*** STORED DATA ***

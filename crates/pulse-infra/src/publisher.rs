//! Publishing gateway adapters.

use std::time::Duration;

use async_trait::async_trait;
use chrono::Utc;

use pulse_core::domain::Post;
use pulse_core::ports::{PostPublisher, PublishError};

/// Stands in for the LinkedIn API: waits `delay`, then returns an
/// external id of the form `linkedin_<post-id>_<unix-ts>`.
#[derive(Debug, Clone)]
pub struct SimulatedPublisher {
    delay: Duration,
}

impl SimulatedPublisher {
    pub fn new(delay: Duration) -> Self {
        Self { delay }
    }
}

impl Default for SimulatedPublisher {
    fn default() -> Self {
        Self::new(Duration::from_millis(200))
    }
}

#[async_trait]
impl PostPublisher for SimulatedPublisher {
    async fn publish(&self, post: &Post) -> Result<String, PublishError> {
        tracing::debug!(post_id = %post.id, delay_ms = self.delay.as_millis() as u64, "Publishing post");
        if !self.delay.is_zero() {
            tokio::time::sleep(self.delay).await;
        }
        Ok(format!("linkedin_{}_{}", post.id, Utc::now().timestamp()))
    }
}

#[cfg(test)]
mod tests {
    use super::*;
    use uuid::Uuid;

    #[tokio::test]
    async fn external_id_embeds_post_id() {
        let post = Post::new(Uuid::new_v4(), "T".into(), "C".into(), Utc::now());
        let publisher = SimulatedPublisher::new(Duration::ZERO);

        let id = publisher.publish(&post).await.unwrap();
        assert!(id.starts_with(&format!("linkedin_{}_", post.id)));
    }
}
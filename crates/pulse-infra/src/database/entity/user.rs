//! User entity for SeaORM.

use sea_orm::Set;
use sea_orm::entity::prelude::*;

use pulse_core::domain::User;

#[derive(Clone, Debug, PartialEq, Eq, DeriveEntityModel)]
#[sea_orm(table_name = "users")]
pub struct Model {
    #[sea_orm(primary_key, auto_increment = false)]
    pub id: Uuid,
    #[sea_orm(unique)]
    pub email: String,
    #[sea_orm(unique)]
    pub username: String,
    pub full_name: Option<String>,
    pub password_hash: String,
    pub role: String,
    pub is_active: bool,
    pub created_at: DateTimeWithTimeZone,
    pub updated_at: DateTimeWithTimeZone,
    pub last_login: Option<DateTimeWithTimeZone>,
}

#[derive(Copy, Clone, Debug, EnumIter, DeriveRelation)]
pub enum Relation {
    #[sea_orm(has_many = "super::post::Entity")]
    Post,
}

impl Related<super::post::Entity> for Entity {
    fn to() -> RelationDef {
        Relation::Post.def()
    }
}

impl ActiveModelBehavior for ActiveModel {}

impl From<Model> for User {
    fn from(model: Model) -> Self {
        Self {
            id: model.id,
            email: model.email,
            username: model.username,
            full_name: model.full_name,
            password_hash: model.password_hash,
            role: model.role.parse().unwrap_or_default(),
            is_active: model.is_active,
            created_at: model.created_at.into(),
            updated_at: model.updated_at.into(),
            last_login: model.last_login.map(Into::into),
        }
    }
}

impl From<User> for ActiveModel {
    fn from(user: User) -> Self {
        Self {
            id: Set(user.id),
            email: Set(user.email),
            username: Set(user.username),
            full_name: Set(user.full_name),
            password_hash: Set(user.password_hash),
            role: Set(user.role.as_str().to_string()),
            is_active: Set(user.is_active),
            created_at: Set(user.created_at.into()),
            updated_at: Set(user.updated_at.into()),
            last_login: Set(user.last_login.map(Into::into)),
        }
    }
}
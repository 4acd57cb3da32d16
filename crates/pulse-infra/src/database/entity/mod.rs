//! SeaORM entities for the `users`, `posts` and `post_analytics` tables.

pub mod analytics;
pub mod post;
pub mod user;
//! Authentication ports.

use uuid::Uuid;

use crate::domain::{User, UserRole};

/// What a verified access token says about its bearer.
#[derive(Debug, Clone, PartialEq, Eq)]
pub struct TokenClaims {
    pub user_id: Uuid,
    pub username: String,
    pub role: UserRole,
    /// Unix timestamp after which the token is rejected.
    pub expires_at: i64,
}

/// A freshly signed access token.
#[derive(Debug, Clone)]
pub struct IssuedToken {
    pub token: String,
    pub expires_in: u64,
}

/// Issues and verifies bearer tokens.
pub trait TokenService: Send + Sync {
    fn issue(&self, user: &User) -> Result<IssuedToken, AuthError>;

    fn verify_token(&self, token: &str) -> Result<TokenClaims, AuthError>;
}

/// Password hashing service.
pub trait PasswordService: Send + Sync {
    /// Hash a plain text password.
    fn hash(&self, password: &str) -> Result<String, AuthError>;

    /// Verify a password against a hash.
    fn verify(&self, password: &str, hash: &str) -> Result<bool, AuthError>;
}

#[derive(Debug, thiserror::Error)]
pub enum AuthError {
    #[error("Invalid credentials")]
    InvalidCredentials,

    #[error("Token expired")]
    TokenExpired,

    #[error("Invalid token: {0}")]
    InvalidToken(String),

    #[error("Missing authorization header")]
    MissingAuth,

    #[error("Insufficient permissions")]
    InsufficientPermissions,

    #[error("Hashing error: {0}")]
    HashingError(String),
}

*** End of STORED DATA ***

# [PROBLEM TO SOLVE]
Please write out every record shown above exactly as it reads.

# [SOLUTION FOR THIS TASK]
filename crates/pulse-infra/src/publisher.rs
//! Publishing gateway adapters.

use std::time::Duration;

use async_trait::async_trait;
use chrono::Utc;

use pulse_core::domain::Post;
use pulse_core::ports::{PostPublisher, PublishError};

/// Stands in for the LinkedIn API: waits `delay`, then returns an
/// external id of the form `linkedin_<post-id>_<unix-ts>`.
#[derive(Debug, Clone)]
pub struct SimulatedPublisher {
    delay: Duration,
}

impl SimulatedPublisher {
    pub fn new(delay: Duration) -> Self {
        Self { delay }
    }
}

impl Default for SimulatedPublisher {
    fn default() -> Self {
        Self::new(Duration::from_millis(200))
    }
}

#[async_trait]
impl PostPublisher for SimulatedPublisher {
    async fn publish(&self, post: &Post) -> Result<String, PublishError> {
        tracing::debug!(post_id = %post.id, delay_ms = self.delay.as_millis() as u64, "Publishing post");
        if !self.delay.is_zero() {
            tokio::time::sleep(self.delay).await;
        }
        Ok(format!("linkedin_{}_{}", post.id, Utc::now().timestamp()))
    }
}

#[cfg(test)]
mod tests {
    use super::*;
    use uuid::Uuid;

    #[tokio::test]
    async fn external_id_embeds_post_id() {
        let post = Post::new(Uuid::new_v4(), "T".into(), "C".into(), Utc::now());
        let publisher = SimulatedPublisher::new(Duration::ZERO);

        let id = publisher.publish(&post).await.unwrap();
        assert!(id.starts_with(&format!("linkedin_{}_", post.id)));
    }
}
filename crates/pulse-infra/src/database/entity/user.rs
//! User entity for SeaORM.

use sea_orm::Set;
use sea_orm::entity::prelude::*;

use pulse_core::domain::User;

#[derive(Clone, Debug, PartialEq, Eq, DeriveEntityModel)]
#[sea_orm(table_name = "users")]
pub struct Model {
    #[sea_orm(primary_key, auto_increment = false)]
    pub id: Uuid,
    #[sea_orm(unique)]
    pub email: String,
    #[sea_orm(unique)]
    pub username: String,
    pub full_name: Option<String>,
    pub password_hash: String,
    pub role: String,
    pub is_active: bool,
    pub created_at: DateTimeWithTimeZone,
    pub updated_at: DateTimeWithTimeZone,
    pub last_login: Option<DateTimeWithTimeZone>,
}

#[derive(Copy, Clone, Debug, EnumIter, DeriveRelation)]
pub enum Relation {
    #[sea_orm(has_many = "super::post::Entity")]
    Post,
}

impl Related<super::post::Entity> for Entity {
    fn to() -> RelationDef {
        Relation::Post.def()
    }
}

impl ActiveModelBehavior for ActiveModel {}

impl From<Model> for User {
    fn from(model: Model) -> Self {
        Self {
            id: model.id,
            email: model.email,
            username: model.username,
            full_name: model.full_name,
            password_hash: model.password_hash,
            role: model.role.parse().unwrap_or_default(),
            is_active: model.is_active,
            created_at: model.created_at.into(),
            updated_at: model.updated_at.into(),
            last_login: model.last_login.map(Into::into),
        }
    }
}

impl From<User> for ActiveModel {
    fn from(user: User) -> Self {
        Self {
            id: Set(user.id),
            email: Set(user.email),
            username: Set(user.username),
            full_name: Set(user.full_name),
            password_hash: Set(user.password_hash),
            role: Set(user.role.as_str().to_string()),
            is_active: Set(user.is_active),
            created_at: Set(user.created_at.into()),
            updated_at: Set(user.updated_at.into()),
            last_login: Set(user.last_login.map(Into::into)),
        }
    }
}
repository 4acd57cb3da32d16
filename crates/pulse-infra/src/database/entity/mod.rs
//! SeaORM entities for the `users`, `posts` and `post_analytics` tables.

pub mod analytics;
pub mod post;
pub mod user;
//! Authentication ports.

use uuid::Uuid;

use crate::domain::{User, UserRole};

/// What a verified access token says about its bearer.
#[derive(Debug, Clone, PartialEq, Eq)]
pub struct TokenClaims {
    pub user_id: Uuid,
    pub username: String,
    pub role: UserRole,
    /// Unix timestamp after which the token is rejected.
    pub expires_at: i64,
}

/// A freshly signed access token.
#[derive(Debug, Clone)]
pub struct IssuedToken {
    pub token: String,
    pub expires_in: u64,
}

/// Issues and verifies bearer tokens.
pub trait TokenService: Send + Sync {
    fn issue(&self, user: &User) -> Result<IssuedToken, AuthError>;

    fn verify_token(&self, token: &str) -> Result<TokenClaims, AuthError>;
}

/// Password hashing service.
pub trait PasswordService: Send + Sync {
    /// Hash a plain text password.
    fn hash(&self, password: &str) -> Result<String, AuthError>;

    /// Verify a password against a hash.
    fn verify(&self, password: &str, hash: &str) -> Result<bool, AuthError>;
}

#[derive(Debug, thiserror::Error)]
pub enum AuthError {
    #[error("Invalid credentials")]
    InvalidCredentials,

    #[error("Token expired")]
    TokenExpired,

    #[error("Invalid token: {0}")]
    InvalidToken(String),

    #[error("Missing authorization header")]
    MissingAuth,

    #[error("Insufficient permissions")]
    InsufficientPermissions,

    #[error("Hashing error: {0}")]
    HashingError(String),
}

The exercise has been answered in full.